*** Opening Data provided ***

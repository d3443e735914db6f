//! Health check endpoints.
//!
//! These endpoints are used by load balancers and monitoring systems
//! to verify service health.

use crate::error::AppError;
use crate::state::AppState;
use axum::{extract::State, http::StatusCode};
use slotbook_core::{SlotStore, UserStore};

/// Simple health check endpoint (for basic liveness).
///
/// Returns 200 OK to indicate the service is running.
/// This endpoint does NOT check dependencies (database, etc.).
///
/// # Endpoint
///
/// ```text
/// GET /health
/// ```
#[allow(clippy::unused_async)]
pub async fn health_check() -> (StatusCode, &'static str) {
    (StatusCode::OK, "ok")
}

/// Readiness check: the slot store must answer a ping.
///
/// # Status Codes
///
/// - 200 OK: store reachable
/// - 503 Service Unavailable: store unreachable
///
/// # Errors
///
/// Returns the store's failure mapped through [`AppError`].
pub async fn readiness_check<S, U>(
    State(state): State<AppState<S, U>>,
) -> Result<(StatusCode, &'static str), AppError>
where
    S: SlotStore + 'static,
    U: UserStore + 'static,
{
    state.slots.ping().await?;
    Ok((StatusCode::OK, "ready"))
}

/// Prometheus text exposition of the installed recorder.
///
/// Responds 404 when the server runs without a recorder.
#[allow(clippy::unused_async)]
pub async fn metrics<S, U>(State(state): State<AppState<S, U>>) -> (StatusCode, String)
where
    S: SlotStore + 'static,
    U: UserStore + 'static,
{
    match &state.metrics {
        Some(handle) => (StatusCode::OK, handle.render()),
        None => (StatusCode::NOT_FOUND, "metrics recorder not installed".to_string()),
    }
}

#[cfg(test)]
mod tests {
    use super::*;

    #[tokio::test]
    async fn test_health_check() {
        let (status, body) = health_check().await;
        assert_eq!(status, StatusCode::OK);
        assert_eq!(body, "ok");
    }
}
//! Error types for web handlers.
//!
//! [`AppError`] bridges [`BookingError`] and HTTP: every domain failure keeps
//! its stable code and message and gets a fixed status. Responses are always
//! `{"code": ..., "message": ...}`.

use axum::{
    Json,
    extract::rejection::{JsonRejection, PathRejection, QueryRejection},
    http::{HeaderValue, StatusCode, header},
    response::{IntoResponse, Response},
};
use serde::Serialize;
use slotbook_core::BookingError;
use std::fmt;

/// Seconds a client should wait before retrying after a 503.
const RETRY_AFTER_SECONDS: u64 = 1;

/// Application error type for web handlers.
///
/// # Examples
///
/// ```ignore
/// async fn handler(State(booking): State<Booking>) -> Result<Json<Message>, AppError> {
///     booking.claim(slot_id, &identity).await?;
///     Ok(Json(Message::new("Slot booked successfully")))
/// }
/// ```
#[derive(Debug)]
pub struct AppError {
    /// HTTP status code
    status: StatusCode,
    /// Error message (user-facing)
    message: String,
    /// Error code (for client error handling)
    code: String,
    /// Seconds for the `Retry-After` header
    retry_after: Option<u64>,
    /// Internal error (for logging, not exposed to client)
    source: Option<anyhow::Error>,
}

impl AppError {
    /// Create a new application error.
    #[must_use]
    pub const fn new(status: StatusCode, message: String, code: String) -> Self {
        Self {
            status,
            message,
            code,
            retry_after: None,
            source: None,
        }
    }

    /// Create a new error with a source error.
    #[must_use]
    pub fn with_source(mut self, source: anyhow::Error) -> Self {
        self.source = Some(source);
        self
    }

    /// Ask the client to retry after `seconds`.
    #[must_use]
    pub const fn with_retry_after(mut self, seconds: u64) -> Self {
        self.retry_after = Some(seconds);
        self
    }

    /// HTTP status of this error.
    #[must_use]
    pub const fn status(&self) -> StatusCode {
        self.status
    }

    /// Stable error code.
    #[must_use]
    pub fn code(&self) -> &str {
        &self.code
    }

    /// Create a 401 Unauthorized error.
    #[must_use]
    pub fn unauthorized(message: impl Into<String>) -> Self {
        Self::new(
            StatusCode::UNAUTHORIZED,
            message.into(),
            "UNAUTHENTICATED".to_string(),
        )
    }

    /// Create a 500 Internal Server Error.
    #[must_use]
    pub fn internal(message: impl Into<String>) -> Self {
        Self::new(
            StatusCode::INTERNAL_SERVER_ERROR,
            message.into(),
            "INTERNAL_ERROR".to_string(),
        )
    }

    /// Create a 503 Service Unavailable error.
    #[must_use]
    pub fn unavailable(message: impl Into<String>) -> Self {
        Self::new(
            StatusCode::SERVICE_UNAVAILABLE,
            message.into(),
            "SERVICE_UNAVAILABLE".to_string(),
        )
        .with_retry_after(RETRY_AFTER_SECONDS)
    }
}

impl fmt::Display for AppError {
    fn fmt(&self, f: &mut fmt::Formatter<'_>) -> fmt::Result {
        write!(f, "[{}] {}", self.code, self.message)
    }
}

impl std::error::Error for AppError {
    fn source(&self) -> Option<&(dyn std::error::Error + 'static)> {
        self.source
            .as_ref()
            .map(|e| e.as_ref() as &(dyn std::error::Error + 'static))
    }
}

/// Error response body (JSON).
#[derive(Debug, Serialize)]
struct ErrorResponse {
    /// Error code (for client error handling).
    code: String,
    /// Human-readable error message.
    message: String,
}

impl IntoResponse for AppError {
    fn into_response(self) -> Response {
        // Log internal errors
        if self.status.is_server_error() {
            if let Some(source) = &self.source {
                tracing::error!(
                    status = %self.status,
                    code = %self.code,
                    message = %self.message,
                    error = %source,
                    "Internal server error"
                );
            } else {
                tracing::error!(
                    status = %self.status,
                    code = %self.code,
                    message = %self.message,
                    "Internal server error"
                );
            }
        }

        let body = ErrorResponse {
            code: self.code,
            message: self.message,
        };

        let mut response = (self.status, Json(body)).into_response();
        if let Some(seconds) = self.retry_after {
            response
                .headers_mut()
                .insert(header::RETRY_AFTER, HeaderValue::from(seconds));
        }
        response
    }
}

impl From<BookingError> for AppError {
    fn from(err: BookingError) -> Self {
        let status = match &err {
            BookingError::Validation(_) => StatusCode::BAD_REQUEST,
            BookingError::NotFound { .. } => StatusCode::NOT_FOUND,
            BookingError::AlreadyBooked(_) => StatusCode::CONFLICT,
            BookingError::PermissionDenied(_) => StatusCode::FORBIDDEN,
            BookingError::Unauthenticated(_) => StatusCode::UNAUTHORIZED,
            BookingError::Unavailable(_) => StatusCode::SERVICE_UNAVAILABLE,
            BookingError::Storage(_) => StatusCode::INTERNAL_SERVER_ERROR,
        };

        match err {
            // Store details stay in the logs.
            BookingError::Storage(_) => {
                Self::internal("An internal error occurred").with_source(anyhow::Error::new(err))
            }
            BookingError::Unavailable(_) => {
                Self::unavailable("Service temporarily unavailable, please retry")
                    .with_source(anyhow::Error::new(err))
            }
            _ => Self::new(status, err.to_string(), err.code().to_string()),
        }
    }
}

// Malformed input is a validation failure like any other.

impl From<JsonRejection> for AppError {
    fn from(rejection: JsonRejection) -> Self {
        BookingError::Validation(rejection.body_text()).into()
    }
}

impl From<PathRejection> for AppError {
    fn from(rejection: PathRejection) -> Self {
        BookingError::Validation(rejection.body_text()).into()
    }
}

impl From<QueryRejection> for AppError {
    fn from(rejection: QueryRejection) -> Self {
        BookingError::Validation(rejection.body_text()).into()
    }
}

#[cfg(test)]
mod tests {
    use super::*;
    use slotbook_core::SlotId;

    #[test]
    fn test_error_display() {
        let err = AppError::unauthorized("Invalid token");
        assert_eq!(err.to_string(), "[UNAUTHENTICATED] Invalid token");
    }

    #[test]
    fn booking_errors_map_to_fixed_statuses() {
        let cases = [
            (BookingError::Validation("x".into()), StatusCode::BAD_REQUEST),
            (BookingError::slot_not_found(SlotId::new(1)), StatusCode::NOT_FOUND),
            (BookingError::AlreadyBooked(SlotId::new(1)), StatusCode::CONFLICT),
            (BookingError::PermissionDenied("x".into()), StatusCode::FORBIDDEN),
            (BookingError::Unauthenticated("x".into()), StatusCode::UNAUTHORIZED),
            (BookingError::Unavailable("x".into()), StatusCode::SERVICE_UNAVAILABLE),
            (BookingError::Storage("x".into()), StatusCode::INTERNAL_SERVER_ERROR),
        ];
        for (err, expected) in cases {
            assert_eq!(AppError::from(err).status(), expected);
        }
    }

    #[test]
    fn domain_code_is_preserved() {
        let err = AppError::from(BookingError::AlreadyBooked(SlotId::new(9)));
        assert_eq!(err.code(), "ALREADY_BOOKED");
        assert_eq!(err.to_string(), "[ALREADY_BOOKED] Slot 9 is already booked");
    }

    #[test]
    fn unavailable_sets_retry_after() {
        let response = AppError::from(BookingError::Unavailable("deadlock".into())).into_response();
        assert_eq!(response.status(), StatusCode::SERVICE_UNAVAILABLE);
        assert_eq!(response.headers()[header::RETRY_AFTER], "1");
    }

    #[test]
    fn storage_details_are_not_exposed() {
        let err = AppError::from(BookingError::Storage("relation missing".into()));
        assert!(!err.to_string().contains("relation"));
        assert_eq!(err.code(), "INTERNAL_ERROR");
    }
}
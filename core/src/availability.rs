//! Read-side projections of slot state.
//!
//! Projections never lock and never write. They read committed rows only, so
//! a claim becomes visible here exactly when its transaction commits.

use crate::error::Result;
use crate::identity::Viewer;
use crate::schedule::{format_time_range, week_end, week_of};
use crate::slot::{SlotStatus, TimeSlot};
use crate::store::{CategoryFilter, SlotFilter, SlotStore};
use crate::types::SlotId;
use chrono::NaiveDate;
use serde::{Deserialize, Serialize};
use std::collections::BTreeMap;
use std::sync::Arc;

/// A slot as shown to an end user. Never exposes the holder.
#[derive(Clone, Debug, PartialEq, Eq, Serialize, Deserialize)]
pub struct SlotView {
    /// Slot id
    pub id: SlotId,
    /// Rendered range, e.g. `09:00 AM – 10:00 AM`
    pub time: String,
    /// Category name
    pub category: String,
    /// Viewer-relative status
    pub status: SlotStatus,
}

impl SlotView {
    /// Render `slot` for `viewer`.
    #[must_use]
    pub fn render(slot: &TimeSlot, viewer: &Viewer) -> Self {
        Self {
            id: slot.id,
            time: format_time_range(slot.start_time, slot.end_time),
            category: slot.category.name.clone(),
            status: slot.status_for(viewer),
        }
    }
}

/// One day of the weekly listing.
#[derive(Clone, Debug, PartialEq, Eq, Serialize, Deserialize)]
pub struct DaySlots {
    /// The day
    pub date: NaiveDate,
    /// Slots on that day, possibly empty
    pub slots: Vec<SlotView>,
}

/// A slot as shown to an admin: absolute status plus the holder's name.
#[derive(Clone, Debug, PartialEq, Eq, Serialize, Deserialize)]
pub struct AdminSlotView {
    /// Slot id
    pub id: SlotId,
    /// The day
    pub date: NaiveDate,
    /// Rendered range
    pub time: String,
    /// Category name
    pub category: String,
    /// `available` or `booked`
    pub status: SlotStatus,
    /// Holder's display name
    pub booked_by: Option<String>,
}

impl From<&TimeSlot> for AdminSlotView {
    fn from(slot: &TimeSlot) -> Self {
        Self {
            id: slot.id,
            date: slot.date,
            time: format_time_range(slot.start_time, slot.end_time),
            category: slot.category.name.clone(),
            status: slot.absolute_status(),
            booked_by: slot.holder.as_ref().map(|holder| holder.username.clone()),
        }
    }
}

/// Builds weekly and admin listings from a [`SlotStore`].
pub struct AvailabilityProjector<S> {
    store: Arc<S>,
}

impl<S> Clone for AvailabilityProjector<S> {
    fn clone(&self) -> Self {
        Self {
            store: Arc::clone(&self.store),
        }
    }
}

impl<S: SlotStore> AvailabilityProjector<S> {
    /// Create a projector over `store`.
    #[must_use]
    pub const fn new(store: Arc<S>) -> Self {
        Self { store }
    }

    /// Seven days starting at `week_start`, each with its slots rendered for
    /// `viewer`. Empty days are included.
    ///
    /// # Errors
    ///
    /// `Unavailable` or `Storage` on store failure.
    #[tracing::instrument(skip(self, viewer), fields(user_id = ?viewer.user_id()))]
    pub async fn week(
        &self,
        week_start: NaiveDate,
        category: CategoryFilter,
        viewer: &Viewer,
    ) -> Result<Vec<DaySlots>> {
        let filter = SlotFilter::between(week_start, week_end(week_start), category);
        let slots = self.store.list_slots(&filter).await?;
        tracing::debug!(count = slots.len(), "Loaded slots for week");

        let mut by_date: BTreeMap<NaiveDate, Vec<SlotView>> = BTreeMap::new();
        for slot in &slots {
            by_date
                .entry(slot.date)
                .or_default()
                .push(SlotView::render(slot, viewer));
        }

        Ok(week_of(week_start)
            .into_iter()
            .map(|date| DaySlots {
                date,
                slots: by_date.remove(&date).unwrap_or_default(),
            })
            .collect())
    }

    /// Every slot matching `filter`, with holder names.
    ///
    /// # Errors
    ///
    /// `Unauthenticated`/`PermissionDenied` for non-admin viewers, checked
    /// before the store is queried. `Unavailable` or `Storage` on store
    /// failure.
    #[tracing::instrument(skip(self, viewer), fields(user_id = ?viewer.user_id()))]
    pub async fn admin_list(
        &self,
        viewer: &Viewer,
        filter: &SlotFilter,
    ) -> Result<Vec<AdminSlotView>> {
        if let Err(error) = viewer.require_admin() {
            tracing::warn!("Admin listing denied");
            return Err(error);
        }
        let slots = self.store.list_slots(filter).await?;
        tracing::debug!(count = slots.len(), "Loaded slots for admin listing");
        Ok(slots.iter().map(AdminSlotView::from).collect())
    }
}
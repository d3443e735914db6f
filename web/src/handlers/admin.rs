//! Admin-only slot listing and creation.

use crate::error::AppError;
use crate::extractors::CurrentViewer;
use crate::state::AppState;
use axum::{
    Json,
    extract::{
        Query, State,
        rejection::{JsonRejection, QueryRejection},
    },
    http::StatusCode,
};
use serde::Deserialize;
use slotbook_core::{
    AdminSlotView, CreateSlotRequest, SlotFilter, SlotStore, SlotView, UserStore,
};

/// Query string of `GET /api/admin/slots/`.
#[derive(Debug, Default, Deserialize)]
pub struct AdminListQuery {
    /// Inclusive lower date bound
    pub date_from: Option<String>,
    /// Inclusive upper date bound
    pub date_to: Option<String>,
    /// Category name, or `All`
    pub category: Option<String>,
}

/// `GET /api/admin/slots/?date_from=&date_to=&category=`
///
/// # Errors
///
/// 401/403 for non-admins, 400 for a malformed date.
pub async fn list_slots<S, U>(
    State(state): State<AppState<S, U>>,
    CurrentViewer(viewer): CurrentViewer,
    query: Result<Query<AdminListQuery>, QueryRejection>,
) -> Result<Json<Vec<AdminSlotView>>, AppError>
where
    S: SlotStore + 'static,
    U: UserStore + 'static,
{
    viewer.require_admin()?;
    let Query(query) = query?;
    let filter = SlotFilter::from_params(
        query.date_from.as_deref(),
        query.date_to.as_deref(),
        query.category.as_deref(),
    )?;

    let slots = state.availability.admin_list(&viewer, &filter).await?;
    Ok(Json(slots))
}

/// `POST /api/admin/slots/add/`
///
/// Permission is checked before the body is looked at, so a non-admin
/// gets 403 even for a malformed request.
///
/// # Errors
///
/// 401/403 for non-admins, 400 for missing or malformed fields.
pub async fn create_slot<S, U>(
    State(state): State<AppState<S, U>>,
    CurrentViewer(viewer): CurrentViewer,
    body: Result<Json<CreateSlotRequest>, JsonRejection>,
) -> Result<(StatusCode, Json<SlotView>), AppError>
where
    S: SlotStore + 'static,
    U: UserStore + 'static,
{
    viewer.require_admin()?;
    let Json(request) = body?;

    let view = state.provisioner.create_slot(&viewer, request).await?;
    Ok((StatusCode::CREATED, Json(view)))
}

*** Closing Data provided ***

Go through the listing above, and whenever a line holds the word "shown", copy it.

/// A slot as shown to an end user. Never exposes the holder.
/// A slot as shown to an admin: absolute status plus the holder's name.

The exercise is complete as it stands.